A few changes to the architecture or top-level design can increase the performance by orders of magnitude. Performance tuning typically follows a few fundamental principles [ Marquardt02a ].
|ARCHITECTURE TUNING is a process to find curative technical solutions to technical symptoms. If the related diagnosis indicates that the pathogen is beyond the technical scope, it can lead to remission.|
|ARCHITECTURE TUNING involves the architect and every developer assisting in analysis and implementation of the performance tuning. Its cost are hardly predictable, they depend on the necessary refactoring effort and the actual implemented changes to the architecture. However, in large projects they are lower than the costs of numerous attempts for local optimizations, and it is more likely to be effective.|
|There are no counter indications to ARCHITECTURE TUNING - given that you do not consider abandoning tuning effort, or the project at all. The side effect is a well-structured system. No overdose effect is currently known.|
|ARCHITECTURE TUNING comes with the least cost when you separate the PERFORMANCE-CRITICAL COMPONENTS early in the project.|
If your system does not allow you to implement the changes you have identified being necessary, you need to refactor it in advance. Typical refactorings for tuning the architecture are the introduction of shared technical components, separation of resource maintenance from resource usage, and separation of performance critical tasks into distinct components.

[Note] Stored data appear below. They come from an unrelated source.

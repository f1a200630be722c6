pub mod dto;
pub mod pool;
pub mod service;

pub use dto::*;
pub use pool::*;
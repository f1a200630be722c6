use actix_web::web;

use crate::handlers::pool::{
    create_pool_handler, get_pool_handler, get_pools_by_owner_handler, get_pools_handler,
    update_pool_handler,
};

pub fn configure_pool_routes(cfg: &mut web::ServiceConfig) {
    cfg.route(
        "/pools/owner/{pool_owner}",
        web::get().to(get_pools_by_owner_handler),
    )
    .route("/pools", web::get().to(get_pools_handler))
    .route("/pools", web::post().to(create_pool_handler))
    .route("/pools/{pool_id}", web::get().to(get_pool_handler))
    .route("/pools/{pool_id}", web::put().to(update_pool_handler));
}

While the system is developed, it is good practice to make these late changes as convenient as possible. As PERFORMANCE-CRITICAL COMPONENTS explains, this is most efficiently done by maintaining a design with a clear separation of responsibilities, and a dependency structure with few (if any) compromises. Such a structure also helps during development with respect to testing and task assignment, and to maintenance in later project phases.
A contractor had managed to become the mind monopole at one of my customers. He motivated his queer data model with reasons such as 'using DB/2, comparing integers shows higher performance than comparing strings'. The effect exists, but can be neglected compared to the costs of disk access or joins.

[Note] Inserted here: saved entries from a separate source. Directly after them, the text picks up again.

use actix_web::{web, HttpResponse};
use log::{error, info};

use crate::{
    database::PoolStore,
    errors::ApiError,
    handlers::{
        auth::AuthUser,
        pool::{
            dto::{
                CreatePoolRequest, DataResponse, ListResponse, PaginationQuery, PoolPayload,
                UpdatePoolRequest,
            },
            service::PoolService,
        },
    },
};

pub const LIST_ERROR_MESSAGE: &str = "Error fetching Pool data";

/// GET /pools/{pool_id} - Returns a pool, or `data: null` when it does not exist
pub async fn get_pool_handler(
    store: web::Data<dyn PoolStore>,
    path: web::Path<String>,
) -> Result<HttpResponse, ApiError> {
    let id_str = path.into_inner();
    info!("Handling GET /pools/{} request", id_str);

    let id = PoolService::parse_id(&id_str, "pool id")?;

    match PoolService::get_pool(store.get_ref(), &id).await {
        Ok(pool) => {
            info!("Pool {} found: {}", id_str, pool.is_some());
            Ok(HttpResponse::Ok().json(DataResponse { data: pool }))
        }
        Err(e) => {
            error!("Failed to retrieve pool {}: {}", id_str, e);
            Err(e.into())
        }
    }
}

/// GET /pools?page=&limit= - Returns one page of pools
///
/// Uses the `{ error, message }` envelope; a query failure is reported in the
/// body with status 200.
pub async fn get_pools_handler(
    store: web::Data<dyn PoolStore>,
    query: web::Query<Vec<(String, String)>>,
) -> HttpResponse {
    let pagination = PaginationQuery::from_pairs(&query).resolve();
    info!(
        "Handling GET /pools request (page {}, limit {})",
        pagination.page, pagination.limit
    );

    match PoolService::get_pools_page(store.get_ref(), pagination).await {
        Ok(pools) => {
            info!("Successfully retrieved {} pools", pools.len());
            HttpResponse::Ok().json(ListResponse {
                error: false,
                message: pools,
            })
        }
        Err(e) => {
            error!("Failed to retrieve pools: {}", e);
            HttpResponse::Ok().json(ListResponse {
                error: true,
                message: LIST_ERROR_MESSAGE,
            })
        }
    }
}

/// GET /pools/owner/{pool_owner} - Returns every pool of an owner
pub async fn get_pools_by_owner_handler(
    store: web::Data<dyn PoolStore>,
    path: web::Path<String>,
) -> Result<HttpResponse, ApiError> {
    let owner_str = path.into_inner();
    info!("Handling GET /pools/owner/{} request", owner_str);

    let owner = PoolService::parse_id(&owner_str, "owner id")?;

    match PoolService::get_pools_by_owner(store.get_ref(), &owner).await {
        Ok(pools) => {
            info!("Successfully retrieved {} pools", pools.len());
            Ok(HttpResponse::Ok().json(DataResponse { data: pools }))
        }
        Err(e) => {
            error!("Failed to retrieve pools for owner {}: {}", owner_str, e);
            Err(e.into())
        }
    }
}

/// POST /pools - Creates a new pool owned by the caller
/// Requires a valid token in the Authorization header
///
/// # Arguments
/// * `user` - Authenticated caller (validated by extractor)
/// * `store` - Pool store
/// * `body` - CreatePoolRequest containing pool data
///
/// # Returns
/// `{ data: { pool } }` with the created pool
pub async fn create_pool_handler(
    user: AuthUser,
    store: web::Data<dyn PoolStore>,
    body: web::Json<CreatePoolRequest>,
) -> Result<HttpResponse, ApiError> {
    info!("Handling POST /pools request from user {}", user.user_id);

    match PoolService::create_pool(store.get_ref(), &user.user_id, body.into_inner()).await {
        Ok(pool) => {
            info!("Successfully created pool with id: {}", pool.id);
            Ok(HttpResponse::Ok().json(DataResponse {
                data: PoolPayload { pool: Some(pool) },
            }))
        }
        Err(e) => {
            error!("Failed to create pool: {}", e);
            Err(e)
        }
    }
}

/// PUT /pools/{pool_id} - Merges `poolDetails` and `contractAddress` into a pool
/// Requires a valid token. Any authenticated user may update any pool.
///
/// # Arguments
/// * `user` - Authenticated caller (validated by extractor)
/// * `store` - Pool store
/// * `path` - Path parameters containing pool_id
/// * `body` - UpdatePoolRequest containing fields to update
///
/// # Returns
/// `{ data: { pool } }` with the updated pool, or `pool: null` if it does not exist
pub async fn update_pool_handler(
    user: AuthUser,
    store: web::Data<dyn PoolStore>,
    path: web::Path<String>,
    body: web::Json<UpdatePoolRequest>,
) -> Result<HttpResponse, ApiError> {
    let id_str = path.into_inner();
    info!(
        "Handling PUT /pools/{} request from user {}",
        id_str, user.user_id
    );

    let id = PoolService::parse_id(&id_str, "pool id")?;

    match PoolService::update_pool(store.get_ref(), &id, body.into_inner().into_patch()).await {
        Ok(pool) => {
            info!("Pool {} updated: {}", id_str, pool.is_some());
            Ok(HttpResponse::Ok().json(DataResponse {
                data: PoolPayload { pool },
            }))
        }
        Err(e) => {
            error!("Failed to update pool {}: {}", id_str, e);
            Err(e.into())
        }
    }
}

When the system went productive, it needed 1.7 seconds per transaction, which would have caused annual operation costs of several 100,000€. Tuning measures saved around 10-20%, but to reach a performance comparable to similar systems a factor of 100 would have been necessary. I was asked to evaluate the architecture for optimisation possibilities, and found sufficient opportunities to save a factor of 1000 - starting from simple measures like skipping consistency checks of large data structures with every internal call (the much too large structures contained several 100 sets of data), up to fundamental changes to the architecture.
Applies to projects in domains that require high system responsiveness.
A development team that is aware of performance tuning needs to prepare for tuning measures before they are actually done.
It is hard to foresee where changed will become necessary later in the project,
...but preparation early in development saves restructuring effort and time later.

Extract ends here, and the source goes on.